満足度★★★★
4つめ(大人少年/chon-muop)、私としては第一位。
未読の戯曲『出口なし』がいやまして輪郭をみせてきた(読んだが早いのですがね) 舞踊系の「大人少年」と演劇系の「chon-muop」(チョンモップ)はどちらも「表現上の要点」を端的に伝えて来る快さがあった。無駄を削ぎ落とした感じは、対象と距離を保てる明晰さの表われか。

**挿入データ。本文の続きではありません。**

use anyhow::{Context, Result};
use clap::{Parser, Subcommand};
use qrml::cfg::PipelineCfg;
use qrml::quotient::QuotientOutcome;
use qrml::sample::{sample, SampleCfg, Shape};
use serde_json::json;
use std::fs;
use std::path::{Path, PathBuf};
use tracing_subscriber::fmt::SubscriberBuilder;
use tracing_subscriber::EnvFilter;

mod provenance;
mod table;

use provenance::{write_sidecar, Payload};

#[derive(Parser)]
#[command(name = "qrml")]
#[command(about = "Quotient recovery from point clouds")]
struct Cmd {
    /// Optional run label; propagated to provenance and logs
    #[arg(long, global = true)]
    tag: Option<String>,

    #[command(subcommand)]
    action: Action,
}

#[derive(Subcommand)]
enum Action {
    /// Draw a seeded synthetic point cloud and write it as CSV
    Sample {
        #[arg(long, default_value = "disk")]
        shape: Shape,
        #[arg(long, default_value_t = 500)]
        n: usize,
        #[arg(long, default_value_t = 0)]
        seed: u64,
        #[arg(long, default_value_t = 0.0)]
        noise: f64,
        #[arg(long)]
        out: PathBuf,
    },
    /// Run the pipeline on a point table and write all artifacts as JSON
    Run {
        #[arg(long)]
        input: PathBuf,
        #[arg(long)]
        out: PathBuf,
        /// JSON file with a (partial) pipeline configuration
        #[arg(long)]
        config: Option<PathBuf>,
        #[command(flatten)]
        overrides: Overrides,
    },
    /// Print a provenance JSON block with the default configuration
    Report,
}

/// Single-parameter overrides applied on top of the config file.
#[derive(clap::Args, Debug, Default)]
struct Overrides {
    #[arg(long)]
    k: Option<usize>,
    #[arg(long)]
    threshold_var: Option<f64>,
    #[arg(long)]
    edge_sen: Option<f64>,
    #[arg(long)]
    s1: Option<f64>,
    #[arg(long)]
    k0: Option<usize>,
    /// Project to the estimated dimension instead of the plane
    #[arg(long)]
    no_two_d: bool,
    #[arg(long)]
    base_point: Option<usize>,
    #[arg(long)]
    alpha: Option<f64>,
    #[arg(long)]
    tol: Option<usize>,
    /// Tear-point ratio threshold
    #[arg(long)]
    tear_ratio: Option<f64>,
    #[arg(long)]
    connection_tol: Option<usize>,
    #[arg(long)]
    quotient_tol: Option<usize>,
    #[arg(long)]
    tol1: Option<usize>,
}

impl Overrides {
    fn apply(&self, cfg: &mut PipelineCfg) {
        fn set<T: Copy>(slot: &mut T, value: Option<T>) {
            if let Some(v) = value {
                *slot = v;
            }
        }
        set(&mut cfg.graph.k, self.k);
        set(&mut cfg.graph.threshold_var, self.threshold_var);
        set(&mut cfg.graph.edge_sen, self.edge_sen);
        set(&mut cfg.dimension.s1, self.s1);
        set(&mut cfg.projection.k0, self.k0);
        if self.no_two_d {
            cfg.projection.two_d = false;
        }
        if self.base_point.is_some() {
            cfg.projection.base_point = self.base_point;
        }
        set(&mut cfg.boundary.alpha, self.alpha);
        set(&mut cfg.boundary.tol, self.tol);
        set(&mut cfg.boundary.tear_ratio, self.tear_ratio);
        set(&mut cfg.quotient.connection_tol, self.connection_tol);
        set(&mut cfg.quotient.quotient_tol, self.quotient_tol);
        set(&mut cfg.quotient.tol1, self.tol1);
    }
}

fn main() -> Result<()> {
    let filter = EnvFilter::try_from_default_env().unwrap_or_else(|_| EnvFilter::new("info"));
    SubscriberBuilder::default()
        .with_env_filter(filter)
        .with_writer(std::io::stderr)
        .with_target(false)
        .init();
    let cmd = Cmd::parse();
    match cmd.action {
        Action::Sample {
            shape,
            n,
            seed,
            noise,
            out,
        } => sample_cmd(
            SampleCfg {
                shape,
                n,
                seed,
                noise,
            },
            &out,
            cmd.tag,
        ),
        Action::Run {
            input,
            out,
            config,
            overrides,
        } => {
            let cfg = load_cfg(config.as_deref(), &overrides)?;
            run(&input, &out, cfg, cmd.tag)
        }
        Action::Report => report(cmd.tag),
    }
}

fn ensure_parent(path: &Path) -> Result<()> {
    if let Some(parent) = path.parent() {
        if !parent.as_os_str().is_empty() {
            fs::create_dir_all(parent).with_context(|| format!("creating {}", parent.display()))?;
        }
    }
    Ok(())
}

fn load_cfg(path: Option<&Path>, overrides: &Overrides) -> Result<PipelineCfg> {
    let mut cfg = match path {
        Some(p) => {
            let raw = fs::read(p).with_context(|| format!("reading config {}", p.display()))?;
            serde_json::from_slice(&raw).with_context(|| format!("parsing config {}", p.display()))?
        }
        None => PipelineCfg::default(),
    };
    overrides.apply(&mut cfg);
    cfg.validate().context("invalid configuration")?;
    Ok(cfg)
}

fn sample_cmd(cfg: SampleCfg, out: &Path, tag: Option<String>) -> Result<()> {
    tracing::info!(shape = %cfg.shape, n = cfg.n, seed = cfg.seed, tag = ?tag, "sample");
    let cloud = sample(cfg)?;
    ensure_parent(out)?;
    table::write_cloud(&cloud, out)?;
    let payload = Payload::new(serde_json::to_value(cfg)?)
        .with_summary(json!({ "points": cloud.len(), "dim": cloud.dim() }))
        .with_tag(tag);
    write_sidecar(out, payload)?;
    Ok(())
}

fn run(input: &Path, out: &Path, cfg: PipelineCfg, tag: Option<String>) -> Result<()> {
    tracing::info!(input = %input.display(), out = %out.display(), tag = ?tag, "run");
    let cloud = table::read_cloud(input)?;
    let artifacts = qrml::pipeline::run(&cloud, &cfg)
        .with_context(|| format!("pipeline failed on {}", input.display()))?;

    ensure_parent(out)?;
    fs::write(out, serde_json::to_vec_pretty(&artifacts)?)
        .with_context(|| format!("writing {}", out.display()))?;

    let outcome = match &artifacts.quotient {
        QuotientOutcome::Collapsed => json!({ "collapsed": true }),
        QuotientOutcome::Identified(q) => json!({
            "collapsed": false,
            "short_edges": q.refined.len(),
            "pairs": q.gluing.pairs,
        }),
    };
    let summary = json!({
        "points": cloud.len(),
        "edges": artifacts.graph.edge_count(),
        "global_dim": artifacts.dimension.global,
        "undefined_local_dims": artifacts.dimension.undefined.len(),
        "boundary_raw": artifacts.boundary.raw.len(),
        "boundary_cleaned": artifacts.boundary.cycle.len(),
        "tear_points": artifacts.boundary.tear_points.len(),
        "quotient": outcome,
    });
    let params = json!({ "input": input.to_string_lossy(), "cfg": cfg });
    write_sidecar(out, Payload::new(params).with_summary(summary).with_tag(tag))?;
    Ok(())
}

fn report(tag: Option<String>) -> Result<()> {
    let payload = Payload::new(json!({ "cfg": PipelineCfg::default() })).with_tag(tag);
    let doc = provenance::document(&payload, &[]);
    println!("{}", serde_json::to_string_pretty(&doc)?);
    Ok(())
}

今回とくに触れたいのは「chon-muop」。地獄に堕ちた三人のみが登場し、ストレートに台詞劇を展開した舞台である。始めは言葉少なに、動きで表現するが、徐々に台詞が出て、中盤からはのべつ会話が続く。台詞は現代日本の話し言葉で、恐らくあちこち書き変えられている。この戯曲のキーワード「地獄とは、他人の事だ」が、言葉としてだけでなく役者の身体から伝えてきたと感じたのは、8本中このグループのみだ。演者がその場所を無間地獄と感じている事が判るよう、作られている。そのように構成した台本でもあったと思うが、俳優らの演じ分けが明瞭でなければこの「地獄の関係性」は真実らしく見えてこない。キャラを相当程度絞り込んでいるが、特殊なケースに見えるかと言うと、そうでない。普遍性に届く。三役者が台詞を出し通しで終幕になだれ込むが、60分を5分程オーバー。台本としてきっちり伝え切った「端折らなさ」に、私個人は戯曲の理解(従ってリスペクトも)を最も感じたグループだった。